Tom, Since you found a quote from Tim's hero that kind-of
supports your views, I thought you might be interested in a
couple of papers from two of my FeS heros that also kind-of
support you. Jim
An All-Purine Precursor of Nucleic Acids Gunter
Wachtershauser Proceedings of the National Academy of
Sciences of the United States of America, Vol. 85, No. 4.
(Feb. 15, 1988), pp. 1134-1135. Stable URL:
http://links.jstor.org/sici?sici=0027-
8424%2819880215%2985%3A4%3C1134%3AAAPONA%3E2.0.CO%3B2-H
Abstract The theory is proposed that the pyrimidines in
extant nucleic acids are postenzymatic substitutes for their
isoelectronic and isogeometric position 3-bonded purine
analogs xanthine and isoguanine, which were sibling products
in a preenzymatic de novo purine pathway.
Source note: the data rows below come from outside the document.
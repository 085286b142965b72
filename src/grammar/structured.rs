use std::collections::BTreeMap;
use std::convert::Infallible;

use indexmap::IndexMap;

use crate::diagnostics::{DiagnosticKind, Diagnostics};
use crate::error::{Error, GrammarResult};
use crate::grammar::kind::{Field, FieldKind};
use crate::grammar::pattern::PatternValue;

/// A single rule of a grammar: a `match` rule, a `begin`/`end` or `begin`/`while` region,
/// an include or a plain container of nested rules.
///
/// Every field is optional and absent fields stay absent through a conversion, so
/// `patterns: Some(vec![])` and `patterns: None` are different rules.
///
/// # Examples
/// ```
/// use tmgrammar::{Pattern, Scope};
///
/// let string = Scope {
///     name: Some("string.quoted.double.foo".into()),
///     begin: Some(Pattern::new(r#"""#).into()),
///     end: Some(Pattern::new(r#"""#).into()),
///     patterns: Some(vec![Scope {
///         match_: Some(Pattern::new(r"\\.").into()),
///         name: Some("constant.character.escape.foo".into()),
///         ..Scope::default()
///     }]),
///     ..Scope::default()
/// };
/// assert!(string.validate("string").is_ok());
/// ```
#[derive(Debug, Clone, Default, PartialEq, Eq)]
pub struct Scope {
    /// `#name` for a repository entry of this grammar, or another grammar's scope name
    pub include: Option<String>,
    pub match_: Option<PatternValue>,
    pub begin: Option<PatternValue>,
    pub end: Option<PatternValue>,
    pub while_: Option<PatternValue>,
    pub name: Option<String>,
    pub content_name: Option<String>,
    pub captures: Option<Captures>,
    pub begin_captures: Option<Captures>,
    pub end_captures: Option<Captures>,
    pub while_captures: Option<Captures>,
    pub patterns: Option<Vec<Scope>>,
}

/// Borrowed value of one rule field.
#[derive(Debug, Clone, Copy, PartialEq, Eq)]
pub enum FieldRef<'a> {
    Pattern(&'a PatternValue),
    Label(&'a str),
    Captures(&'a Captures),
    Children(&'a [Scope]),
}

/// Owned value of one rule field, as produced by the importer.
#[derive(Debug, Clone, PartialEq, Eq)]
pub(crate) enum FieldValue {
    Pattern(PatternValue),
    Label(String),
    Captures(Captures),
    Children(Vec<Scope>),
}

impl FieldValue {
    fn kind(&self) -> FieldKind {
        match self {
            FieldValue::Pattern(_) => FieldKind::Pattern,
            FieldValue::Label(_) => FieldKind::Label,
            FieldValue::Captures(_) => FieldKind::Captures,
            FieldValue::Children(_) => FieldKind::Children,
        }
    }
}

impl Scope {
    pub fn get(&self, field: Field) -> Option<FieldRef<'_>> {
        match field {
            Field::Include => self.include.as_deref().map(FieldRef::Label),
            Field::Match => self.match_.as_ref().map(FieldRef::Pattern),
            Field::Begin => self.begin.as_ref().map(FieldRef::Pattern),
            Field::End => self.end.as_ref().map(FieldRef::Pattern),
            Field::While => self.while_.as_ref().map(FieldRef::Pattern),
            Field::Name => self.name.as_deref().map(FieldRef::Label),
            Field::ContentName => self.content_name.as_deref().map(FieldRef::Label),
            Field::Captures => self.captures.as_ref().map(FieldRef::Captures),
            Field::BeginCaptures => self.begin_captures.as_ref().map(FieldRef::Captures),
            Field::EndCaptures => self.end_captures.as_ref().map(FieldRef::Captures),
            Field::WhileCaptures => self.while_captures.as_ref().map(FieldRef::Captures),
            Field::Patterns => self.patterns.as_deref().map(FieldRef::Children),
        }
    }

    /// Sets a field. The value kind has to match the field kind.
    pub(crate) fn set(&mut self, field: Field, value: FieldValue) {
        debug_assert_eq!(field.kind(), value.kind(), "kind mismatch for {}", field.key());
        match (field, value) {
            (Field::Include, FieldValue::Label(v)) => self.include = Some(v),
            (Field::Name, FieldValue::Label(v)) => self.name = Some(v),
            (Field::ContentName, FieldValue::Label(v)) => self.content_name = Some(v),
            (Field::Match, FieldValue::Pattern(v)) => self.match_ = Some(v),
            (Field::Begin, FieldValue::Pattern(v)) => self.begin = Some(v),
            (Field::End, FieldValue::Pattern(v)) => self.end = Some(v),
            (Field::While, FieldValue::Pattern(v)) => self.while_ = Some(v),
            (Field::Captures, FieldValue::Captures(v)) => self.captures = Some(v),
            (Field::BeginCaptures, FieldValue::Captures(v)) => self.begin_captures = Some(v),
            (Field::EndCaptures, FieldValue::Captures(v)) => self.end_captures = Some(v),
            (Field::WhileCaptures, FieldValue::Captures(v)) => self.while_captures = Some(v),
            (Field::Patterns, FieldValue::Children(v)) => self.patterns = Some(v),
            _ => {}
        }
    }

    /// Iterates over the present fields in canonical order.
    pub fn fields(&self) -> impl Iterator<Item = (Field, FieldRef<'_>)> {
        Field::ALL
            .into_iter()
            .filter_map(move |field| self.get(field).map(|value| (field, value)))
    }

    /// Checks the shape of this rule and all its nested rules.
    ///
    /// `match` cannot be combined with `begin`, and `begin` needs exactly one of `end`
    /// or `while` (and the other way around).
    pub fn validate(&self, path: &str) -> GrammarResult<()> {
        self.visit(path, &mut |path, scope| scope.validate_shape(path))
    }

    /// Clears `begin`/`end`/`while` fields left without their pair, with their captures,
    /// and returns the fields removed.
    pub(crate) fn strip_unpaired(&mut self) -> Vec<Field> {
        let mut removed = Vec::new();
        let mut clear = |field: Field, present: bool| {
            if present {
                removed.push(field);
            }
        };

        if self.begin.is_none() {
            clear(Field::End, self.end.take().is_some());
            clear(Field::While, self.while_.take().is_some());
            clear(Field::EndCaptures, self.end_captures.take().is_some());
            clear(Field::WhileCaptures, self.while_captures.take().is_some());
        } else if self.end.is_none() && self.while_.is_none() {
            clear(Field::Begin, self.begin.take().is_some());
            clear(Field::BeginCaptures, self.begin_captures.take().is_some());
        }
        removed
    }

    fn validate_shape(&self, path: &str) -> GrammarResult<()> {
        let invalid = |reason: &str| {
            Err(Error::InvalidRule {
                path: path.to_string(),
                reason: reason.to_string(),
            })
        };

        if self.match_.is_some() && self.begin.is_some() {
            return invalid("`match` and `begin` cannot be used on the same rule");
        }
        match (&self.begin, &self.end, &self.while_) {
            (Some(_), Some(_), Some(_)) => invalid("`begin` has both an `end` and a `while`"),
            (Some(_), None, None) => invalid("`begin` without `end` or `while`"),
            (None, Some(_), _) => invalid("`end` without `begin`"),
            (None, _, Some(_)) => invalid("`while` without `begin`"),
            _ => Ok(()),
        }
    }

    /// Calls `f` on this rule then on every nested rule, depth first, with the path of
    /// each rule.
    pub(crate) fn visit<'a, E, F>(&'a self, path: &str, f: &mut F) -> Result<(), E>
    where
        F: FnMut(&str, &'a Scope) -> Result<(), E>,
    {
        f(path, self)?;

        for (field, value) in self.fields() {
            match value {
                FieldRef::Captures(captures) => {
                    for (index, scope) in captures.iter() {
                        scope.visit(&format!("{path}.{}.{index}", field.key()), f)?;
                    }
                }
                FieldRef::Children(children) => {
                    for (i, scope) in children.iter().enumerate() {
                        scope.visit(&format!("{path}.{}[{i}]", field.key()), f)?;
                    }
                }
                FieldRef::Pattern(_) | FieldRef::Label(_) => {}
            }
        }

        Ok(())
    }
}

/// Rules applied to the capture groups of a match, keyed by group index.
///
/// Iteration is in ascending group order.
#[derive(Debug, Clone, Default, PartialEq, Eq)]
pub struct Captures(BTreeMap<u32, Scope>);

impl Captures {
    pub fn new() -> Self {
        Self::default()
    }

    pub fn insert(&mut self, index: u32, scope: Scope) -> Option<Scope> {
        self.0.insert(index, scope)
    }

    pub fn get(&self, index: u32) -> Option<&Scope> {
        self.0.get(&index)
    }

    pub fn len(&self) -> usize {
        self.0.len()
    }

    pub fn is_empty(&self) -> bool {
        self.0.is_empty()
    }

    pub fn iter(&self) -> impl Iterator<Item = (u32, &Scope)> {
        self.0.iter().map(|(index, scope)| (*index, scope))
    }
}

impl<const N: usize> From<[(u32, Scope); N]> for Captures {
    fn from(entries: [(u32, Scope); N]) -> Self {
        Self(BTreeMap::from(entries))
    }
}

impl FromIterator<(u32, Scope)> for Captures {
    fn from_iter<I: IntoIterator<Item = (u32, Scope)>>(iter: I) -> Self {
        Self(iter.into_iter().collect())
    }
}

/// Named rules of a grammar, referenced elsewhere with `#name` includes.
///
/// Entries keep the order they were added in, but two repositories with the same entries
/// in a different order are equal.
#[derive(Debug, Clone, Default, PartialEq, Eq)]
pub struct Repository(IndexMap<String, Scope>);

impl Repository {
    /// Builds a repository from named rules, in the given order.
    ///
    /// Fails if a name is used twice.
    pub fn merge<I, K>(entries: I) -> Result<Self, Error>
    where
        I: IntoIterator<Item = (K, Scope)>,
        K: Into<String>,
    {
        let mut repository = Repository::default();
        for (name, scope) in entries {
            repository.insert(name, scope)?;
        }
        Ok(repository)
    }

    /// Adds a named rule. Fails if the name is already taken.
    pub fn insert(&mut self, name: impl Into<String>, scope: Scope) -> Result<(), Error> {
        let name = name.into();
        if self.0.contains_key(&name) {
            return Err(Error::RepositoryCollision(name));
        }
        self.0.insert(name, scope);
        Ok(())
    }

    pub fn get(&self, name: &str) -> Option<&Scope> {
        self.0.get(name)
    }

    pub fn contains(&self, name: &str) -> bool {
        self.0.contains_key(name)
    }

    pub fn len(&self) -> usize {
        self.0.len()
    }

    pub fn is_empty(&self) -> bool {
        self.0.is_empty()
    }

    pub fn iter(&self) -> impl Iterator<Item = (&str, &Scope)> {
        self.0.iter().map(|(name, scope)| (name.as_str(), scope))
    }

    pub fn names(&self) -> impl Iterator<Item = &str> {
        self.0.keys().map(String::as_str)
    }
}

/// A grammar root field we don't model but can carry over as is.
#[derive(Debug, Clone, PartialEq, Eq)]
pub enum ExtraValue {
    Text(String),
    List(Vec<String>),
}

/// A TextMate grammar in its typed form.
#[derive(Debug, Clone, Default, PartialEq, Eq)]
pub struct Grammar {
    /// Human-readable name of the language
    pub name: String,
    /// Unique identifier of this grammar, eg `source.rust`
    pub scope_name: String,
    pub injection_selector: Option<String>,
    /// Root rules, by priority
    pub patterns: Vec<Scope>,
    pub repository: Repository,
    /// Other root fields such as `fileTypes`, in document order
    pub extra: Vec<(String, ExtraValue)>,
}

impl Grammar {
    /// Checks the shape of every rule, see [`Scope::validate`].
    pub fn validate(&self) -> GrammarResult<()> {
        self.visit(&mut |path, scope| scope.validate_shape(path))
    }

    /// Reports every `#name` include that has no entry in the repository.
    ///
    /// Includes of other grammars (`source.js`, `source.js#expr`) and `$self`/`$base`
    /// are not checked.
    pub fn dangling_includes(&self, diagnostics: &mut Diagnostics) -> usize {
        let mut count = 0;
        let Ok(()) = self.visit(&mut |path, scope| {
            if let Some(target) = scope.include.as_deref().and_then(|i| i.strip_prefix('#')) {
                if !self.repository.contains(target) {
                    count += 1;
                    diagnostics.warn(
                        format!("{path}.include"),
                        DiagnosticKind::DanglingInclude {
                            target: target.to_string(),
                        },
                    );
                }
            }
            Ok::<_, Infallible>(())
        });
        count
    }

    fn visit<'a, E, F>(&'a self, f: &mut F) -> Result<(), E>
    where
        F: FnMut(&str, &'a Scope) -> Result<(), E>,
    {
        for (name, scope) in self.repository.iter() {
            scope.visit(&format!("repository.{name}"), f)?;
        }
        for (i, scope) in self.patterns.iter().enumerate() {
            scope.visit(&format!("patterns[{i}]"), f)?;
        }
        Ok(())
    }
}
Selection by Differential Molecular Survival: A Possible
Mechanism of Early Chemical Evolution Christian De Duve
Proceedings of the National Academy of Sciences of the
United States of America, Vol. 84, No. 23. (Dec. 1, 1987),
pp. 8253-8256. Stable URL:
http://links.jstor.org/sici?sici=0027-
8424%2819871201%2984%3A23%3C8253%3ASBDMSA%3E2.0.CO%3B2-P
Abstract A model is proposed to account for selective
chemical evolution, progressing from a relatively simple
initial set of abiotic synthetic phenomena up to the
elaborately sophisticated processes that are almost
certainly required to produce the complex molecules, such as
replicatable RNA-like oligonucleotides, needed for a
Darwinian form of selection to start operating. The model
makes the following assumptions: (i) that a small number of
micromolecular substances were present at high
concentration; (ii) that a random assembly mechanism
combined these molecules into a variety of multimeric
compounds comprising a wide repertoire of rudimentary
catalytic activities; and (iii) that a lytic system capable
of breaking down the assembled products existed. The model
assumes further that catalysts supplied with substrates were
significantly protected against breakdown. It is shown that,
by granting these assumptions, an increasingly complex
network of metabolic pathways would progressively be
established. At the same time, the catalysts concerned would
accumulate selectively to become choice substrates for
elongation and other modifications that could enhance their
efficiency, as well as their survival. Chemical evolution
would thus proceed by a dual process of metabolic extension
and catalytic innovation. Such a process should be largely
deterministic and predictable from initial conditions.